What is needed → A single number is the whole answer: the count of lines in these entries that hold "DeadLettered".

START Data

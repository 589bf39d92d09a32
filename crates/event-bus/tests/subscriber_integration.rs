use std::sync::atomic::{AtomicU32, Ordering};
use std::sync::{Arc, Mutex};
use std::time::Duration;

use async_trait::async_trait;
use event_bus::{
    BusEvent, DeliveryOutcome, InMemoryBus, MessageHandler, MessageSource, Publisher, PublisherExt,
    Subscriber, SubscriptionConfig,
};
use serde::{Deserialize, Serialize};
use tokio_util::sync::CancellationToken;

const TOPIC: &str = "pings";
const SUBSCRIPTION: &str = "test.pings";

#[derive(Debug, Clone, PartialEq, Serialize, Deserialize)]
struct Ping {
    id: String,
    n: u32,
}

impl BusEvent for Ping {
    fn idempotency_key(&self) -> Option<String> {
        Some(self.id.clone())
    }
}

/// Records payloads and fails the first `failures` calls.
#[derive(Clone, Default)]
struct RecordingHandler {
    seen: Arc<Mutex<Vec<Ping>>>,
    failures: Arc<AtomicU32>,
}

impl RecordingHandler {
    fn failing(times: u32) -> Self {
        let handler = Self::default();
        handler.failures.store(times, Ordering::SeqCst);
        handler
    }

    fn seen(&self) -> Vec<Ping> {
        self.seen.lock().unwrap().clone()
    }
}

#[async_trait]
impl MessageHandler<Ping> for RecordingHandler {
    type Error = String;

    async fn handle(&self, payload: Ping) -> Result<(), String> {
        self.seen.lock().unwrap().push(payload);
        let left = self.failures.load(Ordering::SeqCst);
        if left > 0 {
            self.failures.store(left - 1, Ordering::SeqCst);
            return Err("temporarily unavailable".to_string());
        }
        Ok(())
    }
}

fn config() -> SubscriptionConfig {
    SubscriptionConfig::new(TOPIC, SUBSCRIPTION).with_poll_interval(Duration::from_millis(20))
}

async fn setup(handler: RecordingHandler) -> (InMemoryBus, Subscriber<Ping, RecordingHandler>) {
    let bus = InMemoryBus::new();
    let subscriber = Subscriber::new(config(), Arc::new(bus.clone()), handler);
    subscriber.subscribe().await.unwrap();
    (bus, subscriber)
}

fn ping(n: u32) -> Ping {
    Ping {
        id: format!("ping-{n}"),
        n,
    }
}

#[tokio::test]
async fn publish_event_sets_idempotency_key() {
    let bus = InMemoryBus::new();
    bus.publish_event(TOPIC, &ping(1)).await.unwrap();

    let published = bus.published_to(TOPIC);
    assert_eq!(published.len(), 1);
    assert_eq!(published[0].idempotency_key.as_deref(), Some("ping-1"));
    assert_eq!(published[0].decode::<Ping>().unwrap(), ping(1));
}

#[tokio::test]
async fn successful_handler_acks() {
    let handler = RecordingHandler::default();
    let (bus, subscriber) = setup(handler.clone()).await;

    bus.publish_event(TOPIC, &ping(1)).await.unwrap();

    let outcome = subscriber.process_next().await.unwrap();
    assert_eq!(outcome, Some(DeliveryOutcome::Acked));
    assert_eq!(handler.seen(), vec![ping(1)]);
    assert_eq!(bus.in_flight(SUBSCRIPTION), 0);
    assert_eq!(bus.pending(SUBSCRIPTION), 0);
}

#[tokio::test]
async fn nothing_to_receive() {
    let (_bus, subscriber) = setup(RecordingHandler::default()).await;
    assert_eq!(subscriber.process_next().await.unwrap(), None);
}

#[tokio::test]
async fn failing_handler_is_retried_then_succeeds() {
    let handler = RecordingHandler::failing(2);
    let (bus, subscriber) = setup(handler.clone()).await;

    bus.publish_event(TOPIC, &ping(1)).await.unwrap();

    assert_eq!(
        subscriber.process_next().await.unwrap(),
        Some(DeliveryOutcome::Requeued)
    );
    assert_eq!(
        subscriber.process_next().await.unwrap(),
        Some(DeliveryOutcome::Requeued)
    );
    assert_eq!(
        subscriber.process_next().await.unwrap(),
        Some(DeliveryOutcome::Acked)
    );

    assert_eq!(handler.seen().len(), 3);
    assert!(bus.dead_letters(SUBSCRIPTION).is_empty());
}

#[tokio::test]
async fn exhausted_retries_dead_letter() {
    let handler = RecordingHandler::failing(u32::MAX);
    let (bus, subscriber) = setup(handler.clone()).await;

    bus.publish_event(TOPIC, &ping(1)).await.unwrap();

    let mut outcomes = Vec::new();
    while let Some(outcome) = subscriber.process_next().await.unwrap() {
        outcomes.push(outcome);
    }

    assert_eq!(
        outcomes,
        vec![
            DeliveryOutcome::Requeued,
            DeliveryOutcome::Requeued,
            DeliveryOutcome::DeadLettered,
        ]
    );
    assert_eq!(handler.seen().len(), 3);

    let dead = bus.dead_letters(SUBSCRIPTION);
    assert_eq!(dead.len(), 1);
    assert_eq!(dead[0].1, "temporarily unavailable");
}

#[tokio::test]
async fn undecodable_payload_is_dead_lettered_immediately() {
    let handler = RecordingHandler::default();
    let (bus, subscriber) = setup(handler.clone()).await;

    bus.publish(event_bus::Message::new(
        TOPIC,
        serde_json::json!({ "unexpected": true }),
    ))
    .await
    .unwrap();

    assert_eq!(
        subscriber.process_next().await.unwrap(),
        Some(DeliveryOutcome::DeadLettered)
    );
    assert!(handler.seen().is_empty());
    assert_eq!(bus.dead_letters(SUBSCRIPTION).len(), 1);
}

#[tokio::test]
async fn run_loop_processes_in_order_and_stops_on_cancel() {
    let bus = InMemoryBus::new();
    let handler = RecordingHandler::default();
    let subscriber = Subscriber::new(config(), Arc::new(bus.clone()), handler.clone());
    bus.subscribe(TOPIC, SUBSCRIPTION).await.unwrap();

    let shutdown = CancellationToken::new();
    let task = tokio::spawn(subscriber.run(shutdown.clone()));

    for n in 1..=3 {
        bus.publish_event(TOPIC, &ping(n)).await.unwrap();
    }

    let deadline = tokio::time::Instant::now() + Duration::from_secs(5);
    while handler.seen().len() < 3 && tokio::time::Instant::now() < deadline {
        tokio::time::sleep(Duration::from_millis(10)).await;
    }

    shutdown.cancel();
    task.await.unwrap().unwrap();

    let seen: Vec<u32> = handler.seen().iter().map(|p| p.n).collect();
    assert_eq!(seen, vec![1, 2, 3]);
    assert_eq!(bus.in_flight(SUBSCRIPTION), 0);
}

END Data

Answer box → 2